Do not use office furniture for the incline bench press. Office furniture is not designed for any type of exercise, especially weighted exercises.If the chair you are talking about has wheels, you will be very hurt. When you are sitting at a desk, your weight is distributed from top to bottom and supported by the seat and chair legs. Exercise weight benches are designed to support your weight laterally, vertically and longitudinally. The exercise bench is longer and has wider set legs. When you tilt the bench press on your office chair, your torso bears your weight, causing you to flip over. It looks pretty crazy, but you will definitely hurt yourself.
But don't worry if your weight bench is gone. You can still do some exercises.
What can I use if I don't have a workout bench at home?
- Piano or dining table bench
Remember how much time you (or your child) spent practicing the piano? Alternatively, the dining table can be combined with benches instead of chairs. It's time to put those benches to another use.
In most cases, the piano bench is probably shorter than his bench with standard weights, so his entire body may not fit, says Samuel, CSCS's physiotherapist at his Bespoke Treatments in New York City. Chan says. But the key is to make sure your head and upper back are supported by the seat. Your hips and pelvis may be hanging off the edge.
"Concentrate on keeping your core and glutes engaged and contracted so your hips don't drop to the floor," Chan says.
- Coffee table
Not everyone has benches around the house, but coffee tables work too, Araujo says. "It's a choice," she says.
If the table is too high to reach the ground, you can also bend your knees and place your feet flat on the table (as long as the table is sturdy enough, of course).
- Sofa armrest
You could use the end of the sofa as a bench, but Chan prefers armrests because they provide more firmness. When you're lifting weights, you want the most stable feeling that regular cushions can't provide.
Armrests probably provide less support than a piano bench, so it's especially important to focus on your form. Leave it alone, says Chan. The sofa supports your upper back and head.
Also, keep your head supported so your neck doesn't stretch back. Keep your neck long and your chin slightly tucked in during the exercise.

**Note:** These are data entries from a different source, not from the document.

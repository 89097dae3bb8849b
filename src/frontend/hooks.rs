use gloo::{
    events::EventListener,
    render::{request_animation_frame, AnimationFrame},
    timers::callback::{Interval, Timeout},
};
use std::{cell::RefCell, rc::Rc, time::Duration};
use web_sys::window;
use yew::prelude::*;

use super::dom;
use crate::behaviors::{
    carousel::{Carousel, CarouselAction},
    dropdown::{Dropdown, DropdownEvent},
    scroll_spy::{FrameGate, ScrollObservation, ScrollSpy},
    typewriter::{OneShot, TickOutcome, Typewriter, TypewriterPhase, TypewriterTiming},
};
use crate::content::SectionLink;

impl Reducible for ScrollSpy {
    type Action = ScrollObservation;

    fn reduce(self: Rc<Self>, action: Self::Action) -> Rc<Self> {
        let mut next = (*self).clone();
        if next.observe(&action) {
            Rc::new(next)
        } else {
            self
        }
    }
}

impl Reducible for Dropdown {
    type Action = DropdownEvent;

    fn reduce(self: Rc<Self>, action: Self::Action) -> Rc<Self> {
        let mut next = *self;
        if next.apply(action) {
            Rc::new(next)
        } else {
            self
        }
    }
}

impl Reducible for Carousel {
    type Action = CarouselAction;

    fn reduce(self: Rc<Self>, action: Self::Action) -> Rc<Self> {
        let mut next = *self;
        next.apply(action);
        if next == *self {
            self
        } else {
            Rc::new(next)
        }
    }
}

/// Tracks the active section and header visibility. Scroll events are
/// coalesced so measuring happens at most once per animation frame.
#[hook]
pub fn use_scroll_spy(
    sections: &'static [SectionLink],
    hero_id: &'static str,
) -> UseReducerHandle<ScrollSpy> {
    let spy = use_reducer(|| ScrollSpy::new(sections.first().map(|s| s.id).unwrap_or_default()));

    {
        let dispatcher = spy.dispatcher();
        use_effect_with((), move |_| {
            dispatcher.dispatch(dom::measure_sections(sections, hero_id));

            let gate = Rc::new(RefCell::new(FrameGate::default()));
            let frame = Rc::new(RefCell::new(None::<AnimationFrame>));

            let listener = window().map(|win| {
                let frame = Rc::clone(&frame);
                EventListener::new(&win, "scroll", move |_| {
                    if !gate.borrow_mut().try_schedule() {
                        return;
                    }

                    let gate = Rc::clone(&gate);
                    let dispatcher = dispatcher.clone();
                    let handle = request_animation_frame(move |_| {
                        gate.borrow_mut().release();
                        dispatcher.dispatch(dom::measure_sections(sections, hero_id));
                    });
                    *frame.borrow_mut() = Some(handle);
                })
            });

            move || {
                drop(listener);
                frame.borrow_mut().take();
            }
        });
    }

    spy
}

/// Dropdown state plus the document listeners that close it: clicks outside
/// `container` and any scroll.
#[hook]
pub fn use_dropdown(container: NodeRef) -> UseReducerHandle<Dropdown> {
    let menu = use_reducer(Dropdown::default);

    {
        let dispatcher = menu.dispatcher();
        use_effect_with(container, move |container| {
            let click = window().and_then(|w| w.document()).map(|document| {
                let container = container.clone();
                let dispatcher = dispatcher.clone();
                EventListener::new(&document, "click", move |event| {
                    let target = dom::classify_click(&container, event);
                    dispatcher.dispatch(DropdownEvent::Click(target));
                })
            });
            let scroll = window().map(|win| {
                EventListener::new(&win, "scroll", move |_| {
                    dispatcher.dispatch(DropdownEvent::Scrolled);
                })
            });

            move || {
                drop(click);
                drop(scroll);
            }
        });
    }

    menu
}

/// Flips to true once `delay` has passed after mount.
#[hook]
pub fn use_delayed_flag(delay: Duration) -> bool {
    let flag = use_state(|| false);

    {
        let flag = flag.clone();
        use_effect_with((), move |_| {
            let timeout = Timeout::new(dom::millis(delay), move || flag.set(true));
            move || drop(timeout)
        });
    }

    *flag
}

#[derive(Default)]
struct RevealTimers {
    frame: Option<Timeout>,
    start: Option<Timeout>,
    ticker: Option<Interval>,
    reveal: Option<Timeout>,
}

impl RevealTimers {
    fn cancel_all(&mut self) {
        self.frame = None;
        self.start = None;
        self.ticker = None;
        self.reveal = None;
    }
}

#[derive(Clone)]
struct RevealDriver {
    machine: Rc<RefCell<Typewriter>>,
    timers: Rc<RefCell<RevealTimers>>,
    redraw: UseForceUpdateHandle,
    timing: TypewriterTiming,
}

impl RevealDriver {
    fn start(&self) {
        let frame = {
            let driver = self.clone();
            Timeout::new(dom::millis(self.timing.frame_delay), move || {
                driver.machine.borrow_mut().show_frame();
                driver.redraw.force_update();
            })
        };

        let start = {
            let driver = self.clone();
            Timeout::new(dom::millis(self.timing.initial_delay), move || {
                driver.machine.borrow_mut().begin();
                if driver.machine.borrow().phase() == TypewriterPhase::Typed {
                    driver.schedule_reveal();
                } else {
                    driver.start_ticker();
                }
            })
        };

        let mut timers = self.timers.borrow_mut();
        timers.frame = Some(frame);
        timers.start = Some(start);
    }

    fn start_ticker(&self) {
        let driver = self.clone();
        let ticker = Interval::new(dom::millis(self.timing.tick_interval), move || {
            let outcome = driver.machine.borrow_mut().tick();
            match outcome {
                TickOutcome::Typed => driver.redraw.force_update(),
                TickOutcome::Completed => {
                    driver.redraw.force_update();
                    let stopped = driver.timers.borrow_mut().ticker.take();
                    driver.schedule_reveal();
                    drop(stopped);
                }
                TickOutcome::Ignored => {}
            }
        });
        self.timers.borrow_mut().ticker = Some(ticker);
    }

    fn schedule_reveal(&self) {
        let driver = self.clone();
        let reveal = Timeout::new(dom::millis(self.timing.reveal_delay), move || {
            if driver.machine.borrow_mut().reveal() {
                driver.redraw.force_update();
            }
        });
        self.timers.borrow_mut().reveal = Some(reveal);
    }
}

/// Types `target` out once per mount, then flags the content as revealed.
/// Pending timers are cancelled when the component unmounts.
#[hook]
pub fn use_typewriter(target: &'static str, timing: TypewriterTiming) -> Typewriter {
    let machine = use_mut_ref(|| Typewriter::new(target));
    let latch = use_mut_ref(OneShot::default);
    let redraw = use_force_update();

    {
        let machine = Rc::clone(&machine);
        use_effect_with((), move |_| {
            let timers = Rc::new(RefCell::new(RevealTimers::default()));

            if latch.borrow_mut().fire() {
                RevealDriver {
                    machine,
                    timers: Rc::clone(&timers),
                    redraw,
                    timing,
                }
                .start();
            }

            move || timers.borrow_mut().cancel_all()
        });
    }

    let snapshot = machine.borrow().clone();
    snapshot
}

Finally, consider using lighter weights than usual. Since you are not supported by armrests, you are using more force to support your body.
- Couch cushion
The sofa itself doesn't really work because the backrest interferes with your range of motion when you're lying down (although it can be used for sitting exercises). But you can put the removable cushion to good use.
If your sofa has removable cushions, try stacking them on the floor as a makeshift bench. Depending on how many cushions you have, you can stack them to add a little height, says Araujo.
"However, if the sofa is too squishy, it may not work," she says. "When choosing weights while lying on a cushion, don't sink too much, as this can affect your stability and control."
- Boss or stable ball
If you have a BOSU ball or stability ball at home, you can also use it as a weight bench. He has one big difference. they are unstable. It makes the exercise more difficult, but it also helps build balance and core strength, says Chan.
It also means that form is especially important. Engage your core, glutes, and hamstrings to place your upper back and head on the ball, and lift your hips to keep them parallel to the ground. Since the ball rocks the body slightly, it is advisable to spread the legs slightly apart to create a wider base of support.